Peg is also sworn in as an investigator, and she is disguised to look like a cheap bar singer. Steamer tells Hank he ought to find someone better, but Hank declares she is okay. Peg pretends to get drunk and flirtatious after drinking champagne. Joe Emerald pushes her away, and the men go in the other room to talk business while Peg surreptitiously starts a fire. When the fire is big enough to notice, Hank says he smells something burning, and with the ensuring chaos, they notice Joe Emerald leave through the steam room. Hank deduces Emerald’s legendary vault is located in the steam room.

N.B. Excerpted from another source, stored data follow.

// ============================================================
// Layer 2 — GenerateUseCase
// ============================================================
// Orchestrates the full story pipeline in order:
//
//   Step 1: Load the template          (Layer 6 - infra)
//   Step 2: Load the .docx manuscript  (Layer 4 - data)
//   Step 3: Classify + extract terms   (Layer 5 - story)
//   Step 4: Select terms per template  (Layer 5 - story)
//   Step 5: Compose the narrative      (Layer 5 - story)
//   Step 6: Validate against template  (Layer 5 - story)
//   Step 7: Write the .docx output     (Layer 4 - data)
//
// Validation failing at Step 6 aborts the run before anything
// touches the output directory — there is no partial output.
//
// Reference: Rust Book §13 (Iterators and Closures)

use anyhow::Result;
use std::path::PathBuf;

use crate::data::{loader::DocxLoader, writer::DocxWriter};
use crate::domain::traits::{DocumentSource, NarrativeWriter, TermExtractor};
use crate::infra::{
    naming::{render_filename, today_stamp, DEFAULT_PATTERN},
    template_store::TemplateStore,
};
use crate::story::{
    composer::compose,
    extractor::HeuristicExtractor,
    notes::{observe, DEFAULT_TOP_K},
    selector::select,
    validator::validate,
};

/// Title used when the template declares no name.
const DEFAULT_TITLE: &str = "任務一｜主題白話理解";

// ─── Generate Configuration ──────────────────────────────────────────────────
// Everything one generation run needs. Built from CLI args by
// Layer 1; the application layer never sees clap types.
#[derive(Debug, Clone)]
pub struct GenerateConfig {
    pub template_path: String,
    pub source_path:   String,
    pub author:        String,
    pub book:          String,
    pub outdir:        String,
}

// ─── GenerateUseCase ──────────────────────────────────────────────────────────
// Owns the config and the extraction strategy, and runs the
// full pipeline end to end.
pub struct GenerateUseCase {
    config:    GenerateConfig,
    extractor: Box<dyn TermExtractor>,
}

impl GenerateUseCase {
    /// Create a use case with the default extraction strategy
    pub fn new(config: GenerateConfig) -> Self {
        Self::with_extractor(config, Box::new(HeuristicExtractor::new()))
    }

    /// Create a use case with a custom extraction strategy.
    /// This is the seam that replaced the original's three
    /// near-duplicate script variants.
    pub fn with_extractor(config: GenerateConfig, extractor: Box<dyn TermExtractor>) -> Self {
        Self { config, extractor }
    }

    /// Execute the full pipeline. Returns the path of the file
    /// that was written.
    pub fn execute(&self) -> Result<PathBuf> {
        let cfg = &self.config;

        // ── Step 1: Load the template ─────────────────────────────────────────
        let template = TemplateStore::new(&cfg.template_path).load()?;

        // ── Step 2: Load the .docx manuscript ─────────────────────────────────
        let loader = DocxLoader::new(&cfg.source_path);
        let doc    = loader.load()?;

        // ── Step 3: Classify paragraphs and extract term candidates ───────────
        // Code-like paragraphs are excluded before extraction so that
        // programming tokens never surface as story terms.
        let notes = observe(&doc, self.extractor.as_ref(), DEFAULT_TOP_K);
        tracing::info!(
            "Source paragraphs: {} total, {} prose",
            notes.total_count,
            notes.prose_count
        );
        tracing::info!(
            "Observed terms: [{}]",
            notes
                .candidates
                .iter()
                .map(|c| c.token.as_str())
                .collect::<Vec<_>>()
                .join(", ")
        );
        tracing::debug!("Prose preview:\n{}", notes.preview);

        // ── Step 4: Select terms under the template's {min, max} rule ─────────
        let rule   = &template.structure.required_terms_rule;
        let picked = select(&notes.candidates, rule.min_terms, rule.max_terms);

        // ── Step 5: Compose the four-paragraph narrative ──────────────────────
        let snapshot = &template.structure.required_section_starter.snapshot;
        let story    = compose(&picked, snapshot);

        // ── Step 6: Validate — any violation aborts before output ─────────────
        // Candidates are passed explicitly; the template stays read-only.
        validate(&template, &notes.candidates, &story)?;

        // ── Step 7: Render the filename and write the .docx ───────────────────
        let pattern = template
            .output
            .as_ref()
            .map(|o| o.filename_pattern.as_str())
            .unwrap_or(DEFAULT_PATTERN);
        let filename = render_filename(pattern, &cfg.book, &cfg.author, &today_stamp());
        let out_path = PathBuf::from(&cfg.outdir).join(filename);

        let title = template.name.as_deref().unwrap_or(DEFAULT_TITLE);
        DocxWriter::new().write(title, &story, &out_path)?;

        Ok(out_path)
    }
}

// ─── Unit Tests ───────────────────────────────────────────────────────────────
#[cfg(test)]
mod tests {
    use super::*;
    use crate::domain::term::TermCandidate;

    // A strategy that proposes nothing, to exercise the fallback path
    struct EmptyExtractor;

    impl TermExtractor for EmptyExtractor {
        fn extract(&self, _text: &str, _top_k: usize) -> Vec<TermCandidate> {
            Vec::new()
        }
    }

    fn write_template(dir: &std::path::Path) -> String {
        let path = dir.join("task01.yaml");
        std::fs::write(
            &path,
            "name: 任務一\nstructure:\n  paragraphs: 4\n  required_section_starter:\n    snapshot: 一句話收斂\n",
        )
        .unwrap();
        path.to_string_lossy().into_owned()
    }

    #[test]
    fn test_unsupported_source_aborts_without_output() {
        let dir = tempfile::tempdir().unwrap();
        let template_path = write_template(dir.path());
        let source = dir.path().join("book.txt");
        std::fs::write(&source, "純文字不是 docx").unwrap();
        let outdir = dir.path().join("outputs");

        let use_case = GenerateUseCase::new(GenerateConfig {
            template_path,
            source_path: source.to_string_lossy().into_owned(),
            author:      "Abby".to_string(),
            book:        "三十天".to_string(),
            outdir:      outdir.to_string_lossy().into_owned(),
        });

        assert!(use_case.execute().is_err());
        // Nothing may be persisted after a failed run
        assert!(!outdir.exists());
    }

    #[test]
    fn test_custom_extractor_is_honoured() {
        // Swapping the strategy must not change the pipeline shape;
        // the use case only fails later because the source is missing.
        let dir = tempfile::tempdir().unwrap();
        let template_path = write_template(dir.path());

        let use_case = GenerateUseCase::with_extractor(
            GenerateConfig {
                template_path,
                source_path: dir.path().join("absent.docx").to_string_lossy().into_owned(),
                author:      "Abby".to_string(),
                book:        "三十天".to_string(),
                outdir:      dir.path().join("outputs").to_string_lossy().into_owned(),
            },
            Box::new(EmptyExtractor),
        );

        assert!(use_case.execute().is_err());
    }
}
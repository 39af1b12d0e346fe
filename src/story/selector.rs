// ============================================================
// Layer 5 — Term Selector
// ============================================================
// Applies the template's {min_terms, max_terms} policy to the
// ranked candidate list: take the first max_terms candidates
// in rank order, and if that leaves fewer than min_terms,
// top up with a fixed sequence of placeholder labels.
//
// The placeholders are CJK phrases, so they can never collide
// with a real extracted token (extraction only ever produces
// ASCII-lettered tokens). The composer gets enough material
// even for a degenerate or completely non-technical source,
// without fabricating anything that could be mistaken for a
// real term.
//
// Reference: Rust Book §8 (Vectors)

use crate::domain::term::TermCandidate;

/// Placeholder role labels, in the order they are appended.
const FALLBACK_TERMS: [&str; 3] = ["核心技術", "主要工具", "產出方式"];

/// Padding label once the named fallbacks are exhausted.
const PADDING_TERM: &str = "關鍵概念";

/// Select the terms the composer will weave into the story.
///
/// Returns the first `max_terms` candidate tokens in rank order,
/// padded with deterministic placeholders until the result holds
/// at least `min_terms` entries. Callers pass `min_terms <=
/// max_terms`; the guarantee is `result.len() >= min_terms`.
pub fn select(candidates: &[TermCandidate], min_terms: usize, max_terms: usize) -> Vec<String> {
    let mut picked: Vec<String> = candidates
        .iter()
        .take(max_terms)
        .map(|c| c.token.clone())
        .collect();

    if picked.len() < min_terms {
        // Top up with the named fallbacks first, re-truncating so a
        // small max_terms still bounds the named portion …
        picked.extend(FALLBACK_TERMS.iter().map(|s| s.to_string()));
        picked.truncate(max_terms);

        // … then pad until the minimum is met no matter what.
        while picked.len() < min_terms {
            picked.push(PADDING_TERM.to_string());
        }
    }

    picked
}
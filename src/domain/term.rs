// ============================================================
// Layer 3 — Term Candidate Domain Type
// ============================================================
// A technical term observed in the prose, together with how
// often it appeared. Candidates are deduplicated on exact
// surface form (case-sensitive: "API" and "api" are different
// observations) and ranked by descending count, with ties
// broken by first-occurrence order.
//
// That tie-break is a correctness requirement, not a nicety:
// the validator and the tests both depend on re-running the
// pipeline over identical input producing identical output.
//
// Reference: Rust Book §5 (Structs)

use serde::{Deserialize, Serialize};

/// One candidate technical term with its observed frequency.
#[derive(Debug, Clone, PartialEq, Eq, Serialize, Deserialize)]
pub struct TermCandidate {
    /// The surface form exactly as it appeared in the prose
    pub token: String,

    /// How many times the token was observed
    pub count: usize,
}

impl TermCandidate {
    /// Create a new candidate with an initial count
    pub fn new(token: impl Into<String>, count: usize) -> Self {
        Self {
            token: token.into(),
            count,
        }
    }
}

For the next fight with Steamer, the weather is predicted to be a heavy rainstorm. The event still begins. Hank is pleased, since he plans to locate the vault while the fight is on. Unbeknownst to Hank, Joe Emerald decides to go back to the hotel to escape the rain. With limited time to search, Hank persuades a taxi driver into exiting his cab to view a non-existent flat tire and takes off in the taxi himself. The rain forces everyone dancing at the hotel to find shelter indoors, but the band leader continues on.

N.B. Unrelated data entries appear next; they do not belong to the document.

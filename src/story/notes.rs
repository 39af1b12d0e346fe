// ============================================================
// Layer 5 — Source Notes
// ============================================================
// The run-scoped observation record: which paragraphs were
// prose, what terms were found, and a short preview of the
// opening prose. Use cases log these numbers and feed the
// candidates to the selector and the validator.
//
// Notes are plain data passed by value. They are NOT written
// onto the template or kept anywhere between runs — the whole
// pipeline is a pure pass over one document.
//
// Reference: Rust Book §5 (Structs)

use crate::domain::document::Document;
use crate::domain::term::TermCandidate;
use crate::domain::traits::TermExtractor;
use crate::story::classifier::{classify, UnitKind};

/// How many candidates the extractor is asked for per run.
pub const DEFAULT_TOP_K: usize = 12;

/// How many opening prose paragraphs go into the preview.
const PREVIEW_PARAGRAPHS: usize = 8;

/// What one pass over the source document observed.
#[derive(Debug, Clone)]
pub struct SourceNotes {
    /// Ranked technical-term candidates from the prose
    pub candidates: Vec<TermCandidate>,

    /// A few opening prose paragraphs, for log output
    pub preview: String,

    /// How many paragraphs classified as prose
    pub prose_count: usize,

    /// Total paragraphs in the document
    pub total_count: usize,
}

/// Classify every paragraph, pool the prose, and extract ranked
/// term candidates from it.
pub fn observe(doc: &Document, extractor: &dyn TermExtractor, top_k: usize) -> SourceNotes {
    let prose: Vec<&str> = doc
        .paragraphs
        .iter()
        .filter(|p| classify(p) == UnitKind::Prose)
        .map(String::as_str)
        .collect();

    let prose_text = prose.join("\n");
    let candidates = extractor.extract(&prose_text, top_k);

    let preview = prose
        .iter()
        .take(PREVIEW_PARAGRAPHS)
        .copied()
        .collect::<Vec<_>>()
        .join("\n");

    SourceNotes {
        candidates,
        preview,
        prose_count: prose.len(),
        total_count: doc.len(),
    }
}

// ─── Unit Tests ───────────────────────────────────────────────────────────────
#[cfg(test)]
mod tests {
    use super::*;
    use crate::story::extractor::HeuristicExtractor;

    #[test]
    fn test_code_paragraphs_do_not_feed_extraction() {
        let doc = Document::new(
            "book.docx",
            vec![
                "這本書用 LangGraph 來編排整個流程。".to_string(),
                "const LangChain = require('langchain');".to_string(),
                "後面接著用 NotebookLM 做整理。".to_string(),
            ],
        );
        let notes = observe(&doc, &HeuristicExtractor::new(), DEFAULT_TOP_K);

        assert_eq!(notes.total_count, 3);
        assert_eq!(notes.prose_count, 2);

        let tokens: Vec<&str> = notes.candidates.iter().map(|c| c.token.as_str()).collect();
        assert!(tokens.contains(&"LangGraph"));
        assert!(tokens.contains(&"NotebookLM"));
        // LangChain only ever appears inside a code paragraph
        assert!(!tokens.contains(&"LangChain"));
    }

    #[test]
    fn test_preview_holds_opening_prose() {
        let doc = Document::new(
            "book.docx",
            vec!["第一段。".to_string(), "第二段。".to_string()],
        );
        let notes = observe(&doc, &HeuristicExtractor::new(), DEFAULT_TOP_K);
        assert_eq!(notes.preview, "第一段。\n第二段。");
    }
}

Dr. Gattle shows up and asks his daughter, Peg, if she has the key. She shows it to him, and he gives her a flashlight to signal if there’s trouble. Dr. Gattle and another investigator, Simmons (Cy Kendall) tie up one of Joe Emerald’s men. They begin tapping on walls and looking for the vault in the steam room. Meanwhile, Hank arrives at the Metropolis Hotel in the “borrowed” taxi. Joe Emerald, his henchmen, and Steamer arrive only a minute after Hank. Steamer tries to distract Emerald from going upstairs so quickly by asking for a cup of coffee, but Joe Emerald tells Steamer to get warm with a rub and a bath. Steamer grabs Emerald and starts the elevator without his henchmen, but the men run upstairs and subdue Steamer, taking their boss toward the steam room. Dr. Gattle and Simmons locate and open the vault and are about to signal when Hank and Peg race upstairs to warn them.

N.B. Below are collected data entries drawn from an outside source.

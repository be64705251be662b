//! The delivery hub.
//!
//! A single coordinator task owns the registry of live connections and does
//! all registration, unregistration and fan-out, in the order requests
//! arrive. Nothing else touches the registry, so it needs no lock. Producers
//! talk to the coordinator through a cloneable [`Hub`] handle.

use crate::connection::{Connection, ConnectionState, MailboxSender};
use crate::message::Message;
use courier_core::{ConnectionId, UserId};
use std::collections::HashMap;
use std::sync::Arc;
use tokio::sync::mpsc::error::TrySendError;
use tokio::sync::{mpsc, oneshot};
use tracing::{debug, info, warn};

/// Default depth of the hub's request queue.
pub const DEFAULT_COMMAND_BUFFER: usize = 256;

enum HubCommand {
    Register {
        connection: Arc<Connection>,
        mailbox: MailboxSender,
        done: oneshot::Sender<bool>,
    },
    Unregister {
        connection: Arc<Connection>,
        done: oneshot::Sender<()>,
    },
    SendToUser {
        user_id: UserId,
        payload: Arc<str>,
    },
    Broadcast {
        payload: Arc<str>,
    },
    OnlineUsers(oneshot::Sender<Vec<UserId>>),
    ConnectionCount(oneshot::Sender<usize>),
}

/// Handle to the hub coordinator.
///
/// Cheap to clone. The coordinator stops once every handle is dropped.
#[derive(Clone)]
pub struct Hub {
    commands: mpsc::Sender<HubCommand>,
}

impl Hub {
    /// Starts a coordinator and returns a handle to it.
    ///
    /// Must be called from within a tokio runtime.
    #[must_use]
    pub fn spawn(command_buffer: usize) -> Self {
        let (commands, rx) = mpsc::channel(command_buffer.max(1));
        tokio::spawn(Coordinator::default().run(rx));
        Self { commands }
    }

    /// Adds a connection to its user's set and marks it active.
    ///
    /// Returns once the coordinator has applied the registration: true if
    /// the connection is live, false if it was already closing. Registering
    /// the same connection twice keeps the first registration.
    pub async fn register(&self, connection: Arc<Connection>, mailbox: MailboxSender) -> bool {
        let (done, applied) = oneshot::channel();
        self.submit(HubCommand::Register {
            connection,
            mailbox,
            done,
        })
        .await;
        applied.await.unwrap_or(false)
    }

    /// Removes a connection and closes its mailbox. No-op if already gone.
    ///
    /// Returns once the connection is `Closed`.
    pub async fn unregister(&self, connection: &Arc<Connection>) {
        let (done, applied) = oneshot::channel();
        self.submit(HubCommand::Unregister {
            connection: connection.clone(),
            done,
        })
        .await;
        if applied.await.is_err() {
            connection.transition(ConnectionState::Closed);
        }
    }

    /// Queues `message` on every live connection of `user_id`.
    ///
    /// A user with no connections is skipped silently.
    pub async fn send_to_user(&self, user_id: &UserId, message: &Message) {
        let Some(payload) = encode(message) else {
            return;
        };
        self.submit(HubCommand::SendToUser {
            user_id: user_id.clone(),
            payload,
        })
        .await;
    }

    /// Queues `message` on every live connection of every user.
    pub async fn broadcast_all(&self, message: &Message) {
        let Some(payload) = encode(message) else {
            return;
        };
        self.submit(HubCommand::Broadcast { payload }).await;
    }

    /// Users with at least one live connection.
    pub async fn online_users(&self) -> Vec<UserId> {
        let (reply, rx) = oneshot::channel();
        self.submit(HubCommand::OnlineUsers(reply)).await;
        rx.await.unwrap_or_default()
    }

    /// Total number of live connections.
    pub async fn connection_count(&self) -> usize {
        let (reply, rx) = oneshot::channel();
        self.submit(HubCommand::ConnectionCount(reply)).await;
        rx.await.unwrap_or_default()
    }

    async fn submit(&self, command: HubCommand) {
        if self.commands.send(command).await.is_err() {
            warn!("hub coordinator stopped, request dropped");
        }
    }
}

fn encode(message: &Message) -> Option<Arc<str>> {
    match serde_json::to_string(message) {
        Ok(json) => Some(Arc::from(json)),
        Err(e) => {
            warn!(message_id = %message.id, error = %e, "failed to encode message for delivery");
            None
        }
    }
}

struct Registration {
    connection: Arc<Connection>,
    mailbox: MailboxSender,
}

type ConnectionSet = HashMap<ConnectionId, Registration>;

#[derive(Default)]
struct Coordinator {
    registry: HashMap<UserId, ConnectionSet>,
}

impl Coordinator {
    async fn run(mut self, mut commands: mpsc::Receiver<HubCommand>) {
        while let Some(command) = commands.recv().await {
            match command {
                HubCommand::Register {
                    connection,
                    mailbox,
                    done,
                } => {
                    let _ = done.send(self.register(connection, mailbox));
                }
                HubCommand::Unregister { connection, done } => {
                    self.unregister(&connection);
                    let _ = done.send(());
                }
                HubCommand::SendToUser { user_id, payload } => {
                    let emptied = match self.registry.get_mut(&user_id) {
                        Some(set) => {
                            fan_out(set, &payload);
                            set.is_empty()
                        }
                        None => {
                            debug!(user_id = %user_id, "no live connections, message dropped");
                            false
                        }
                    };
                    if emptied {
                        self.registry.remove(&user_id);
                    }
                }
                HubCommand::Broadcast { payload } => {
                    self.registry.retain(|_, set| {
                        fan_out(set, &payload);
                        !set.is_empty()
                    });
                }
                HubCommand::OnlineUsers(reply) => {
                    let _ = reply.send(self.registry.keys().cloned().collect());
                }
                HubCommand::ConnectionCount(reply) => {
                    let _ = reply.send(self.registry.values().map(HashMap::len).sum());
                }
            }
        }
        debug!("hub coordinator stopped");
    }

    fn register(&mut self, connection: Arc<Connection>, mailbox: MailboxSender) -> bool {
        if connection.state().is_terminating() {
            debug!(connection_id = %connection.id(), "connection closed before registration");
            connection.transition(ConnectionState::Closed);
            return false;
        }

        let set = self.registry.entry(connection.user_id().clone()).or_default();
        if set.contains_key(&connection.id()) {
            return true;
        }

        connection.transition(ConnectionState::Active);
        info!(
            connection_id = %connection.id(),
            user_id = %connection.user_id(),
            "client connected"
        );
        set.insert(
            connection.id(),
            Registration {
                connection,
                mailbox,
            },
        );
        true
    }

    fn unregister(&mut self, connection: &Connection) {
        let user_id = connection.user_id();
        let removed = match self.registry.get_mut(user_id) {
            Some(set) => {
                let removed = set.remove(&connection.id()).is_some();
                if set.is_empty() {
                    self.registry.remove(user_id);
                }
                removed
            }
            None => false,
        };

        connection.transition(ConnectionState::Closed);
        if removed {
            info!(
                connection_id = %connection.id(),
                user_id = %user_id,
                "client disconnected"
            );
        }
    }
}

/// Offers `payload` to every connection in `set`, tearing down any whose
/// mailbox is full or closed. Never waits on a mailbox.
fn fan_out(set: &mut ConnectionSet, payload: &Arc<str>) {
    set.retain(|_, registration| match registration.mailbox.try_send(payload.clone()) {
        Ok(()) => true,
        Err(TrySendError::Full(_)) => {
            let connection = &registration.connection;
            warn!(
                connection_id = %connection.id(),
                user_id = %connection.user_id(),
                "mailbox full, disconnecting slow client"
            );
            connection.transition(ConnectionState::Closing);
            connection.transition(ConnectionState::Closed);
            false
        }
        Err(TrySendError::Closed(_)) => {
            registration.connection.transition(ConnectionState::Closed);
            false
        }
    });
}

Coming around the corner, Joe Emerald and his gang discover and untie their man. They see Gattle, Hank, Peg, and Simmons in the steam room through a small, rectangular window. Emerald is furious and shoots four times through the steam room door. No one is injured, so Emerald tells his men to relax, since the four people locked in the steam room are not cops. He turns the high steam knob on full-blast and smirks, “In about two minutes, it’ll be hot enough to boil eggs.” On the outside and alone, Steamer regains enough strength to try to break open the steam room to help his friends, but he fails and passes out again. Luckily, the four individuals escape the hot steam in that room by taking refuge in the vault itself. Then Hank says, “Wait a minute, I’ve got an idea.” In spite of the billowing steam, Simmons unwinds a length of detonating cord all the way to the first locked door. Hank runs out from the vault and unlocks the steam room door, so that it swings slowly open. Emerald discharges his gun twice, but with no response he is sure the four people have passed out by now. He turns the hot steam off and orders his men to drag the four out. But when the gang attempts to enter, one of the protagonists is shown detonating an explosion, which knocks the criminal gang to the ground. Lawmen with Special District Attorney Scott arrive in time to revive Steamer and find Emerald passed out on the floor, covered with small, white debris. Steamer asks Dr. Gattle where Hank is, and Dr. Gattle says Hank never came out of the vault. Dr. Gattle orders Simmons to open the vault, worried that Hank and Peg will suffocate. Simmons cannot do so. Steamer pushes forward to open the door, where the men see Hank and Peg locked in an embrace and happily kissing. Scott and Steamer laugh, while Dr. Gattle and Simmons smile, as Hank smiles and pulls the door shut again.